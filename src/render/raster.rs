//! # Raster Buffer
//!
//! A packed bitmap ready for device transmission.
//!
//! ## Layout
//!
//! Rows are byte-packed MSB-first, one bit per pixel at 1 bpp. The stride
//! invariant holds for every buffer:
//!
//! ```text
//! stride = ceil(width * bits_per_pixel / 8)
//! data.len() = stride * height
//! ```
//!
//! Bit depth is 1 for monochrome heads; higher depths (grayscale or
//! dual-color stock) keep the same row packing with `bpp` bits per pixel.

use image::GrayImage;

use crate::render::dither::{self, Binarization};

/// Packed raster bitmap.
#[derive(Debug, Clone, PartialEq, Eq)]
pub struct RasterBuffer {
    /// Width in pixels
    pub width: u32,
    /// Height in pixels
    pub height: u32,
    /// Bits per pixel (1 = monochrome)
    pub bpp: u8,
    /// Byte-packed rows, `stride()` bytes per row
    pub data: Vec<u8>,
}

impl RasterBuffer {
    /// Create an all-white monochrome buffer.
    pub fn new(width: u32, height: u32) -> Self {
        Self::with_depth(width, height, 1)
    }

    /// Create an all-white buffer with the given bit depth.
    pub fn with_depth(width: u32, height: u32, bpp: u8) -> Self {
        let stride = Self::stride_for(width, bpp);
        Self {
            width,
            height,
            bpp,
            data: vec![0u8; stride * height as usize],
        }
    }

    /// Row stride in bytes: `ceil(width * bpp / 8)`.
    #[inline]
    pub fn stride(&self) -> usize {
        Self::stride_for(self.width, self.bpp)
    }

    #[inline]
    fn stride_for(width: u32, bpp: u8) -> usize {
        (width as usize * bpp as usize).div_ceil(8)
    }

    /// One packed row. Panics if `y` is out of range.
    pub fn row(&self, y: u32) -> &[u8] {
        let stride = self.stride();
        let start = y as usize * stride;
        &self.data[start..start + stride]
    }

    /// Set a pixel (1 bpp only). Out-of-range coordinates are ignored.
    pub fn set_pixel(&mut self, x: u32, y: u32, on: bool) {
        debug_assert_eq!(self.bpp, 1);
        if x >= self.width || y >= self.height {
            return;
        }
        let idx = y as usize * self.stride() + x as usize / 8;
        let mask = 0x80u8 >> (x % 8);
        if on {
            self.data[idx] |= mask;
        } else {
            self.data[idx] &= !mask;
        }
    }

    /// Read a pixel (1 bpp only). Out-of-range coordinates read as white.
    pub fn get_pixel(&self, x: u32, y: u32) -> bool {
        debug_assert_eq!(self.bpp, 1);
        if x >= self.width || y >= self.height {
            return false;
        }
        let idx = y as usize * self.stride() + x as usize / 8;
        self.data[idx] & (0x80 >> (x % 8)) != 0
    }

    /// Binarize an f32 intensity buffer (row-major, `0.0` white, `1.0`
    /// black) into a packed monochrome raster.
    pub fn from_intensity(width: u32, height: u32, intensity: &[f32], mode: Binarization) -> Self {
        let mut raster = Self::new(width, height);
        for y in 0..height {
            for x in 0..width {
                let v = intensity
                    .get(y as usize * width as usize + x as usize)
                    .copied()
                    .unwrap_or(0.0);
                if dither::decide(x as usize, y as usize, v, mode) {
                    raster.set_pixel(x, y, true);
                }
            }
        }
        raster
    }

    /// Rotate 90 degrees clockwise. Width and height swap.
    pub fn rotate90(&self) -> Self {
        let mut out = Self::new(self.height, self.width);
        for y in 0..self.height {
            for x in 0..self.width {
                if self.get_pixel(x, y) {
                    out.set_pixel(self.height - 1 - y, x, true);
                }
            }
        }
        out
    }

    /// Rotate 180 degrees.
    pub fn rotate180(&self) -> Self {
        let mut out = Self::new(self.width, self.height);
        for y in 0..self.height {
            for x in 0..self.width {
                if self.get_pixel(x, y) {
                    out.set_pixel(self.width - 1 - x, self.height - 1 - y, true);
                }
            }
        }
        out
    }

    /// Rotate 270 degrees clockwise (90 counter-clockwise).
    pub fn rotate270(&self) -> Self {
        let mut out = Self::new(self.height, self.width);
        for y in 0..self.height {
            for x in 0..self.width {
                if self.get_pixel(x, y) {
                    out.set_pixel(y, self.width - 1 - x, true);
                }
            }
        }
        out
    }

    /// Export as a grayscale preview image (black dots on white).
    pub fn to_image(&self) -> GrayImage {
        let mut img = GrayImage::from_pixel(self.width.max(1), self.height.max(1), image::Luma([255]));
        for y in 0..self.height {
            for x in 0..self.width {
                if self.get_pixel(x, y) {
                    img.put_pixel(x, y, image::Luma([0]));
                }
            }
        }
        img
    }

    /// Fraction of black pixels, for tests and diagnostics.
    pub fn ink_coverage(&self) -> f32 {
        if self.width == 0 || self.height == 0 {
            return 0.0;
        }
        let mut black = 0usize;
        for y in 0..self.height {
            for x in 0..self.width {
                if self.get_pixel(x, y) {
                    black += 1;
                }
            }
        }
        black as f32 / (self.width as usize * self.height as usize) as f32
    }
}
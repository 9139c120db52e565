mod client;
mod controller;
mod error;
mod types;
mod validation;

pub use client::{HttpBackend, UploadBackend};
pub use controller::{
    UploadController, UploadView, ViewEvent, DEFAULT_RESET_DELAY, PROCESSING_MESSAGE,
    SUCCESS_MESSAGE, UPLOADING_MESSAGE,
};
pub use error::{UploadError, ValidationError};
pub use types::{FileSelection, FileStatus, FileType, SelectedFile, UploadStatus};
pub use validation::validate_selection;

* **ACTIVITY**: The full set of records above is to be printed exactly as it appears.

* **ANSWER BOX**:
filename src/render/raster.rs
//! # Raster Buffer
//!
//! A packed bitmap ready for device transmission.
//!
//! ## Layout
//!
//! Rows are byte-packed MSB-first, one bit per pixel at 1 bpp. The stride
//! invariant holds for every buffer:
//!
//! ```text
//! stride = ceil(width * bits_per_pixel / 8)
//! data.len() = stride * height
//! ```
//!
//! Bit depth is 1 for monochrome heads; higher depths (grayscale or
//! dual-color stock) keep the same row packing with `bpp` bits per pixel.

use image::GrayImage;

use crate::render::dither::{self, Binarization};

/// Packed raster bitmap.
#[derive(Debug, Clone, PartialEq, Eq)]
pub struct RasterBuffer {
    /// Width in pixels
    pub width: u32,
    /// Height in pixels
    pub height: u32,
    /// Bits per pixel (1 = monochrome)
    pub bpp: u8,
    /// Byte-packed rows, `stride()` bytes per row
    pub data: Vec<u8>,
}

impl RasterBuffer {
    /// Create an all-white monochrome buffer.
    pub fn new(width: u32, height: u32) -> Self {
        Self::with_depth(width, height, 1)
    }

    /// Create an all-white buffer with the given bit depth.
    pub fn with_depth(width: u32, height: u32, bpp: u8) -> Self {
        let stride = Self::stride_for(width, bpp);
        Self {
            width,
            height,
            bpp,
            data: vec![0u8; stride * height as usize],
        }
    }

    /// Row stride in bytes: `ceil(width * bpp / 8)`.
    #[inline]
    pub fn stride(&self) -> usize {
        Self::stride_for(self.width, self.bpp)
    }

    #[inline]
    fn stride_for(width: u32, bpp: u8) -> usize {
        (width as usize * bpp as usize).div_ceil(8)
    }

    /// One packed row. Panics if `y` is out of range.
    pub fn row(&self, y: u32) -> &[u8] {
        let stride = self.stride();
        let start = y as usize * stride;
        &self.data[start..start + stride]
    }

    /// Set a pixel (1 bpp only). Out-of-range coordinates are ignored.
    pub fn set_pixel(&mut self, x: u32, y: u32, on: bool) {
        debug_assert_eq!(self.bpp, 1);
        if x >= self.width || y >= self.height {
            return;
        }
        let idx = y as usize * self.stride() + x as usize / 8;
        let mask = 0x80u8 >> (x % 8);
        if on {
            self.data[idx] |= mask;
        } else {
            self.data[idx] &= !mask;
        }
    }

    /// Read a pixel (1 bpp only). Out-of-range coordinates read as white.
    pub fn get_pixel(&self, x: u32, y: u32) -> bool {
        debug_assert_eq!(self.bpp, 1);
        if x >= self.width || y >= self.height {
            return false;
        }
        let idx = y as usize * self.stride() + x as usize / 8;
        self.data[idx] & (0x80 >> (x % 8)) != 0
    }

    /// Binarize an f32 intensity buffer (row-major, `0.0` white, `1.0`
    /// black) into a packed monochrome raster.
    pub fn from_intensity(width: u32, height: u32, intensity: &[f32], mode: Binarization) -> Self {
        let mut raster = Self::new(width, height);
        for y in 0..height {
            for x in 0..width {
                let v = intensity
                    .get(y as usize * width as usize + x as usize)
                    .copied()
                    .unwrap_or(0.0);
                if dither::decide(x as usize, y as usize, v, mode) {
                    raster.set_pixel(x, y, true);
                }
            }
        }
        raster
    }

    /// Rotate 90 degrees clockwise. Width and height swap.
    pub fn rotate90(&self) -> Self {
        let mut out = Self::new(self.height, self.width);
        for y in 0..self.height {
            for x in 0..self.width {
                if self.get_pixel(x, y) {
                    out.set_pixel(self.height - 1 - y, x, true);
                }
            }
        }
        out
    }

    /// Rotate 180 degrees.
    pub fn rotate180(&self) -> Self {
        let mut out = Self::new(self.width, self.height);
        for y in 0..self.height {
            for x in 0..self.width {
                if self.get_pixel(x, y) {
                    out.set_pixel(self.width - 1 - x, self.height - 1 - y, true);
                }
            }
        }
        out
    }

    /// Rotate 270 degrees clockwise (90 counter-clockwise).
    pub fn rotate270(&self) -> Self {
        let mut out = Self::new(self.height, self.width);
        for y in 0..self.height {
            for x in 0..self.width {
                if self.get_pixel(x, y) {
                    out.set_pixel(y, self.width - 1 - x, true);
                }
            }
        }
        out
    }

    /// Export as a grayscale preview image (black dots on white).
    pub fn to_image(&self) -> GrayImage {
        let mut img = GrayImage::from_pixel(self.width.max(1), self.height.max(1), image::Luma([255]));
        for y in 0..self.height {
            for x in 0..self.width {
                if self.get_pixel(x, y) {
                    img.put_pixel(x, y, image::Luma([0]));
                }
            }
        }
        img
    }

    /// Fraction of black pixels, for tests and diagnostics.
    pub fn ink_coverage(&self) -> f32 {
        if self.width == 0 || self.height == 0 {
            return 0.0;
        }
        let mut black = 0usize;
        for y in 0..self.height {
            for x in 0..self.width {
                if self.get_pixel(x, y) {
                    black += 1;
                }
            }
        }
        black as f32 / (self.width as usize * self.height as usize) as f32
    }
}
repository 9139c120db52e565
mod client;
mod controller;
mod error;
mod types;
mod validation;

pub use client::{HttpBackend, UploadBackend};
pub use controller::{
    UploadController, UploadView, ViewEvent, DEFAULT_RESET_DELAY, PROCESSING_MESSAGE,
    SUCCESS_MESSAGE, UPLOADING_MESSAGE,
};
pub use error::{UploadError, ValidationError};
pub use types::{FileSelection, FileStatus, FileType, SelectedFile, UploadStatus};
pub use validation::validate_selection;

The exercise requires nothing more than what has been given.